A pochi giorni dalla approvazione, da parte del Consiglio dei ministri, del disegno di legge di riforma della cooperazione allo sviluppo, ActionAid presenta il rapporto annuale “L'Italia e la lotta alla povertà nel mondo” (pubblicato da Carocci Editore). ActionAid chiede alla cooperazione italiana, insieme alla riforma (attesa da 27 anni), anche più efficacia e più coerenza.
I fondi per la cooperazione si sono ridotti: nel 2011 rappresentavano lo 0,20 del PIL, nel 2012 sono scesi a una quota dello 0,13 per cento e questo, secondo l'analisi dell'Ocse, pone l'
Italia agli ultimi posti nella clasifica dei Paesi che destinano fondi pubblici allo sviluppo. «Siamo impegnati a voltare la pagina del passato, della progressiva disattenzione e dei tagli ai fondi per la cooperazione. Abbiamo sancito un percorso di crescita graduale del nostro aiuto pubblico allo sviluppo, l'unico che la situazione finanziaria ci consente, e che ora dobbiamo assolutamente mantenere», promette nella prefazione del rapporto il
ministro degli Esteri, Emma Bonino.
«Una buona cooperazione internazionale non può che nascere da
buone scelte politiche fatte nei confini nazionali», dice
Marco De Ponte, segretario generale di ActionAid. Queste politiche riguardano, ad esempio, l'
immigrazione. Il rapporto evidenzia come la scarsa attenzione alle politiche di inclusione sociale abbia avuto effetti sulla destinazione delle risorse. Il fondo per le politiche di inclusione degli immigrati istituito nel 2007 (50 milioni di euro, diventati 100 nel 2008) è stato cancellato nel 2009, mentre ammontano ad almeno 1,6 miliardi di euro le risorse stanziate fra il 2005 e il 2001 per il contasto all'immigrazione.
Cecile Kyenge, ministro per l'integrazione, concorda che una politica di inclusione degli immigrati porterebbe molti benefici anche alla cooperazione allo sviluppo, che potrebbe affidarsi alle competenze degli immigrati, coinvolgendoli direttamente nei progetti di aiuto internazionale.
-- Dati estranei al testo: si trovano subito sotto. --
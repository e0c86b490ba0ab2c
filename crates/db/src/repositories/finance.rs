//! Finance summary repository.
//!
//! The summary is a single row created on first access. Deltas are applied
//! by one `UPDATE ... SET col = col + $1 RETURNING *` statement, so
//! concurrent writers never lose each other's updates.

use chrono::Utc;
use rust_decimal::Decimal;
use sea_orm::{
    ColumnTrait, DatabaseConnection, EntityTrait, QueryFilter, Set,
    sea_query::{Expr, OnConflict},
};

use crate::entities::finance_summary::{self, SINGLETON_ID};
use estimo_core::finance::{FinanceError, FinanceLedger, FinanceSummary};

/// Finance summary repository implementation.
#[derive(Debug, Clone)]
pub struct FinanceSummaryRepository {
    db: DatabaseConnection,
}

impl FinanceSummaryRepository {
    /// Create a new finance summary repository.
    #[must_use]
    pub fn new(db: DatabaseConnection) -> Self {
        Self { db }
    }

    /// Insert the zeroed singleton row unless it already exists.
    async fn ensure_row(&self) -> Result<(), FinanceError> {
        let active_model = finance_summary::ActiveModel {
            id: Set(SINGLETON_ID),
            total_income: Set(Decimal::ZERO),
            total_balance: Set(Decimal::ZERO),
            updated_at: Set(Utc::now().into()),
        };

        finance_summary::Entity::insert(active_model)
            .on_conflict(
                OnConflict::column(finance_summary::Column::Id)
                    .do_nothing()
                    .to_owned(),
            )
            .exec_without_returning(&self.db)
            .await
            .map_err(|e| FinanceError::Database(e.to_string()))?;

        Ok(())
    }
}

impl FinanceLedger for FinanceSummaryRepository {
    async fn summary(&self) -> Result<FinanceSummary, FinanceError> {
        self.ensure_row().await?;

        let model = finance_summary::Entity::find_by_id(SINGLETON_ID)
            .one(&self.db)
            .await
            .map_err(|e| FinanceError::Database(e.to_string()))?
            .ok_or_else(|| FinanceError::Database("finance summary row missing".to_string()))?;

        Ok(to_domain(model))
    }

    async fn apply_delta(
        &self,
        income_delta: Decimal,
        balance_delta: Decimal,
    ) -> Result<FinanceSummary, FinanceError> {
        self.ensure_row().await?;

        let models = finance_summary::Entity::update_many()
            .col_expr(
                finance_summary::Column::TotalIncome,
                Expr::col(finance_summary::Column::TotalIncome).add(income_delta),
            )
            .col_expr(
                finance_summary::Column::TotalBalance,
                Expr::col(finance_summary::Column::TotalBalance).add(balance_delta),
            )
            .col_expr(finance_summary::Column::UpdatedAt, Expr::value(Utc::now()))
            .filter(finance_summary::Column::Id.eq(SINGLETON_ID))
            .exec_with_returning(&self.db)
            .await
            .map_err(|e| FinanceError::Database(e.to_string()))?;

        models
            .into_iter()
            .next()
            .map(to_domain)
            .ok_or_else(|| FinanceError::Database("finance summary row missing".to_string()))
    }
}

fn to_domain(model: finance_summary::Model) -> FinanceSummary {
    FinanceSummary {
        total_income: model.total_income,
        total_balance: model.total_balance,
        updated_at: model.updated_at.into(),
    }
}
ActionAid dedica un capitolo del rapporto anche alle
politiche energetiche, ponendo il problema della sostenibilità sociale, economica e ambientale dell'utilizzo dei biocarburanti. In particolare, viene denunciato il fenomeno del land grabbing, cioè l'acquisto di terreni destinati a biocarburanti che porta alla sottrazione di terra agli agricoltori locali.